Limit the serving size of frozen yogurt to reduce the overall sugar intake and minimize the spike in glucose levels.

Add Nuts

Incorporate a handful of almonds or walnuts as a topping. They contain healthy fats that can help slow down the absorption of sugar.

Choose Plain Varieties

Opt for plain or natural frozen yogurt without added sugars or flavors. You can enhance the taste with fresh fruits.

Pair with Fiber-Rich Foods

Enjoy your frozen yogurt with a side of berries such as strawberries, blueberries, or raspberries to add fiber, which can help stabilize blood sugar levels.

Include Protein

Add a spoonful of unsweetened Greek yogurt on top for additional protein, which can help mitigate glucose spikes.

Drink Water

Accompany your treat with a glass of water to aid digestion and help regulate blood sugar levels.
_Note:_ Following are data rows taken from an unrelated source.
//! Records.

use std::collections::BTreeMap;

use chrono::{DateTime, Utc};
use serde::Serialize;

use super::ids::{ModelId, RecordId};
use super::value::FieldValue;

/// A stored row of a model, with values keyed by field name.
///
/// Fields without a value are absent from the map. The map is ordered so
/// that serialized output is stable.
#[derive(Debug, Clone, PartialEq, Serialize)]
pub struct Record {
    /// Unique identifier.
    pub id: RecordId,
    /// Model this record belongs to.
    pub model_id: ModelId,
    /// Present field values, keyed by field name.
    pub values: BTreeMap<String, FieldValue>,
    /// Creation time.
    pub created_at: DateTime<Utc>,
    /// Last modification time.
    pub updated_at: DateTime<Utc>,
}

impl Record {
    /// Returns the value of the named field, if set.
    #[must_use]
    pub fn value(&self, field: &str) -> Option<&FieldValue> {
        self.values.get(field)
    }
}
Consume After a Balanced Meal

Have frozen yogurt as a dessert following a meal that includes a good mix of proteins, fats, and carbohydrates to slow the impact on blood sugar.

Choose Toppings Wisely

Use cinnamon as a topping, known for its potential to help improve insulin sensitivity and regulate blood sugar.

Mindful Eating

Eat slowly and savor each bite, as this can help improve satiety and control portion sizes, reducing the likelihood of a significant glucose spike.

Monitor Timing

Try to have frozen yogurt earlier in the day when your body is typically more insulin-sensitive compared to late evening.